Stored items
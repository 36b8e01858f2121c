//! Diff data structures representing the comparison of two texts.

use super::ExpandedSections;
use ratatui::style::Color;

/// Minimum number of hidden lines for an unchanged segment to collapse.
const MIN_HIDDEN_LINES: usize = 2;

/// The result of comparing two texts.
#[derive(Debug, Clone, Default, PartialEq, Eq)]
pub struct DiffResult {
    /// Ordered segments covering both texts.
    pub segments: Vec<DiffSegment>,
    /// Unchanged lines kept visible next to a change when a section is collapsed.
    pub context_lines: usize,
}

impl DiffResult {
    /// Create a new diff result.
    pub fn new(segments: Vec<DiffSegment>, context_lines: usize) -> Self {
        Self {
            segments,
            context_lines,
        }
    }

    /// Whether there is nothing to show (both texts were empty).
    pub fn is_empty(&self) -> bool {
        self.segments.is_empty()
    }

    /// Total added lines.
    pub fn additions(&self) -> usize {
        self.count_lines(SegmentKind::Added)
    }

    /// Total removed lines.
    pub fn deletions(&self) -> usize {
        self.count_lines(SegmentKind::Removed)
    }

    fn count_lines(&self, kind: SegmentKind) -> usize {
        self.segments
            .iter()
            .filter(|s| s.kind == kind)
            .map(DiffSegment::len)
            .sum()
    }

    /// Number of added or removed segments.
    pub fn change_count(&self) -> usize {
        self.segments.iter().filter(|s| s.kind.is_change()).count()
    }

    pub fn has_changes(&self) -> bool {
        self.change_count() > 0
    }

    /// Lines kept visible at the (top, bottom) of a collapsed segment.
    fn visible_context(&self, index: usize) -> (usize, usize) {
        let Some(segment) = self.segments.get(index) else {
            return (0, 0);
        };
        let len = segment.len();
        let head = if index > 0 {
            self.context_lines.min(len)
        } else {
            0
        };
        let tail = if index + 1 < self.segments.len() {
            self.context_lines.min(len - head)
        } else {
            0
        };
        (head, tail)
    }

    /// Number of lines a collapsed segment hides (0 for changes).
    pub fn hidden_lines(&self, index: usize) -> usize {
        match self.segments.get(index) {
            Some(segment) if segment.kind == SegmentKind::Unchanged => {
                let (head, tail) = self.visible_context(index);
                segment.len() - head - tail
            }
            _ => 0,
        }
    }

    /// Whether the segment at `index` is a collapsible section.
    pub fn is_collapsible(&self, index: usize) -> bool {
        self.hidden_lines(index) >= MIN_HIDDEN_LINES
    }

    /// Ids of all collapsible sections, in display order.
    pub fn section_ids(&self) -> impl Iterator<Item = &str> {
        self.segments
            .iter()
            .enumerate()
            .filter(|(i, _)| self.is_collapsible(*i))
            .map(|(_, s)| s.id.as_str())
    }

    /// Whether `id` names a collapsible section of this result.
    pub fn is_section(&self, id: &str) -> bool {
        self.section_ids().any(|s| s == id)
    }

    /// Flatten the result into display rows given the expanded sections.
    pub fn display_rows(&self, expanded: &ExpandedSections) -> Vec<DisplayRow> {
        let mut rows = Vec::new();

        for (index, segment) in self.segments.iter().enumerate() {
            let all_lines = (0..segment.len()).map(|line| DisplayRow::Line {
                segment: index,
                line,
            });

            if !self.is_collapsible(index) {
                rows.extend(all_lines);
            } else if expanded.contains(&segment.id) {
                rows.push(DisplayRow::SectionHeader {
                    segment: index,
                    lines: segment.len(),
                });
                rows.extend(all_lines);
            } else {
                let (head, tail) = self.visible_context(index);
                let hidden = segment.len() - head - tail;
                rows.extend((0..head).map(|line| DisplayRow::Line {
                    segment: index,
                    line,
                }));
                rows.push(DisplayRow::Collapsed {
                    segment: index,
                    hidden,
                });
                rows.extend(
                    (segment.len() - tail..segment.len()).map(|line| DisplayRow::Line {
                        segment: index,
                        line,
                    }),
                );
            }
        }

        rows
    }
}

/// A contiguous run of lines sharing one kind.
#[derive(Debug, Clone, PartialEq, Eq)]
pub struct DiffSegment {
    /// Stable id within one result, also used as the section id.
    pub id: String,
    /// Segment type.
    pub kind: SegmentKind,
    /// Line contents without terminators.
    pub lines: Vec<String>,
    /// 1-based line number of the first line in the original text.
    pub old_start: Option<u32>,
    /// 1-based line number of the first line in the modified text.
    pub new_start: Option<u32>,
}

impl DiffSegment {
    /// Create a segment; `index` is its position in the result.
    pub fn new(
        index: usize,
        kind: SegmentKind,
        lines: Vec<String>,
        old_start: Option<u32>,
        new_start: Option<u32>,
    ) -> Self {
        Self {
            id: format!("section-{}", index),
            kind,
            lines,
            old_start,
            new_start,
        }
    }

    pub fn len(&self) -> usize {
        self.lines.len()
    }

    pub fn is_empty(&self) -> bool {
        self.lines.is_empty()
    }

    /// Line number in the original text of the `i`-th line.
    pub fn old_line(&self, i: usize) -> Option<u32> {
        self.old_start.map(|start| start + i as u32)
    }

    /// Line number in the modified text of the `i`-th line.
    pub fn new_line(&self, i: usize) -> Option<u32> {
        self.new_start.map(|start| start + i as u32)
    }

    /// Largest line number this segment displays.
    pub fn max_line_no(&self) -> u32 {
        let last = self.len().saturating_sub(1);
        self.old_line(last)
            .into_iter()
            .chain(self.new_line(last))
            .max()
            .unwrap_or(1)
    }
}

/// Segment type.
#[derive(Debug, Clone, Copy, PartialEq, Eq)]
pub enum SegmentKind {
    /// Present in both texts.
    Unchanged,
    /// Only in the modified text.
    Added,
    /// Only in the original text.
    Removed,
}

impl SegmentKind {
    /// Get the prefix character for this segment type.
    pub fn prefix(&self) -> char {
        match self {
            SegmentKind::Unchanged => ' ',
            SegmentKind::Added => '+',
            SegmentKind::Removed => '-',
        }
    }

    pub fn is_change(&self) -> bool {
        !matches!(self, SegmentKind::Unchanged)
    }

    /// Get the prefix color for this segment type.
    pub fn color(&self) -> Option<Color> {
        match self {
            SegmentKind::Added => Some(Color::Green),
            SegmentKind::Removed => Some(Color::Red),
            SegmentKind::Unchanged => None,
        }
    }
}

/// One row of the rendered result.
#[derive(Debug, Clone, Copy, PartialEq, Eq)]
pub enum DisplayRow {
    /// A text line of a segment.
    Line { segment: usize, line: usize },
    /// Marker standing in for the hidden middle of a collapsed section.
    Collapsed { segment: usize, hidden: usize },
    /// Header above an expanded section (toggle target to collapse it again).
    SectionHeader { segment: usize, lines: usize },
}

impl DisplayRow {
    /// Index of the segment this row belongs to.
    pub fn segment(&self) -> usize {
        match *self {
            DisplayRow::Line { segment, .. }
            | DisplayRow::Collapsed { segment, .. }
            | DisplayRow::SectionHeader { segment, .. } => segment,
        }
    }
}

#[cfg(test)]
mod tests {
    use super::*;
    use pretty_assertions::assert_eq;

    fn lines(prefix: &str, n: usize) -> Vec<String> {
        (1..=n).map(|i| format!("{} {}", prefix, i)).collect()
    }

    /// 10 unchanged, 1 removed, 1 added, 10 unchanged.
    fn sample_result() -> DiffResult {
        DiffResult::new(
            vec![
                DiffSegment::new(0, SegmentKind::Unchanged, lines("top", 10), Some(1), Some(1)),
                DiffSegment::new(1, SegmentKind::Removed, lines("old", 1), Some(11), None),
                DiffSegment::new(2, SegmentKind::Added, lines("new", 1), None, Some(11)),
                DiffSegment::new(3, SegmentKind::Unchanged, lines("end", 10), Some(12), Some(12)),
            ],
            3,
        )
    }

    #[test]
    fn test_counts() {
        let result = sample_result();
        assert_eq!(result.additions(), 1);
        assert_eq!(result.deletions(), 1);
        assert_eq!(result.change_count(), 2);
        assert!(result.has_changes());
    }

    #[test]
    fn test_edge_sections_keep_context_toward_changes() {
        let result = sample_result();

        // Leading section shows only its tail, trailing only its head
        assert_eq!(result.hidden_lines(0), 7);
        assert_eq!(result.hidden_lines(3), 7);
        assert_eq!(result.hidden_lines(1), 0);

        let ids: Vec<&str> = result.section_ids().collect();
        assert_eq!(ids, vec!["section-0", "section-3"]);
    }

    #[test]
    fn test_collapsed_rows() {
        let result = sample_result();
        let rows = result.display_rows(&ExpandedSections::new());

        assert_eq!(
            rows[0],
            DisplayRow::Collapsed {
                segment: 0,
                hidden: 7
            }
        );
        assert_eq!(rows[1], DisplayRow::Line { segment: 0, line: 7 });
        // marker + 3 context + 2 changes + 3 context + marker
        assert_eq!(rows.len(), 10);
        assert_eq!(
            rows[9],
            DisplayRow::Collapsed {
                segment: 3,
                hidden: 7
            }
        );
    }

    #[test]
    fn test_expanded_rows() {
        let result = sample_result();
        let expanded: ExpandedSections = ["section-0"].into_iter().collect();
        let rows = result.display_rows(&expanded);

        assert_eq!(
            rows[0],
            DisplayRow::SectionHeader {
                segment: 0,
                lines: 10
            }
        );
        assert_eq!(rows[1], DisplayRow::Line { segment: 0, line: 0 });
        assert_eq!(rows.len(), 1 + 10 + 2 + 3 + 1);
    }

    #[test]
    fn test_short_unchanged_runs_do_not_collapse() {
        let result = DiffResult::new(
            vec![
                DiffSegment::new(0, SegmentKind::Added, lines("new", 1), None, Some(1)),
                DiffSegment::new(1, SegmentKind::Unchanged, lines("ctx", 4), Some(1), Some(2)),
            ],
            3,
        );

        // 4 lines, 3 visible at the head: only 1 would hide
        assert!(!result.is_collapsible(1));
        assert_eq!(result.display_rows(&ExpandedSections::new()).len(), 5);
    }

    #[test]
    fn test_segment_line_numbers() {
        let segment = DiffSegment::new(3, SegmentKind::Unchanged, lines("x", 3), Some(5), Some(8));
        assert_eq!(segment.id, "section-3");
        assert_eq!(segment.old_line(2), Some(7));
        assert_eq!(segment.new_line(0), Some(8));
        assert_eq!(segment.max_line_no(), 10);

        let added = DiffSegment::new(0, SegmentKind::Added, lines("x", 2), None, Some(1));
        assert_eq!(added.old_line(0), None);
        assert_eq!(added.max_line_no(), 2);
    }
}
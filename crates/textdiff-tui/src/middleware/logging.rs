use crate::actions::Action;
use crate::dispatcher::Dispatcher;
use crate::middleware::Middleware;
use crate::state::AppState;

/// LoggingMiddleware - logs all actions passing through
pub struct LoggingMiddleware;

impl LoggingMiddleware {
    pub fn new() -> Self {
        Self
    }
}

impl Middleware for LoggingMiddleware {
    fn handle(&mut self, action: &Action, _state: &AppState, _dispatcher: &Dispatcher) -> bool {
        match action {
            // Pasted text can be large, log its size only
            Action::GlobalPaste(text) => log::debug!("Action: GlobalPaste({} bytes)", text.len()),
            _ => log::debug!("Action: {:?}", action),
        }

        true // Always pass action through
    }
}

To do
From the entries above, return each line with the word "push" in it.

Response to this exercise
                rows.push(DisplayRow::SectionHeader {
                rows.push(DisplayRow::Collapsed {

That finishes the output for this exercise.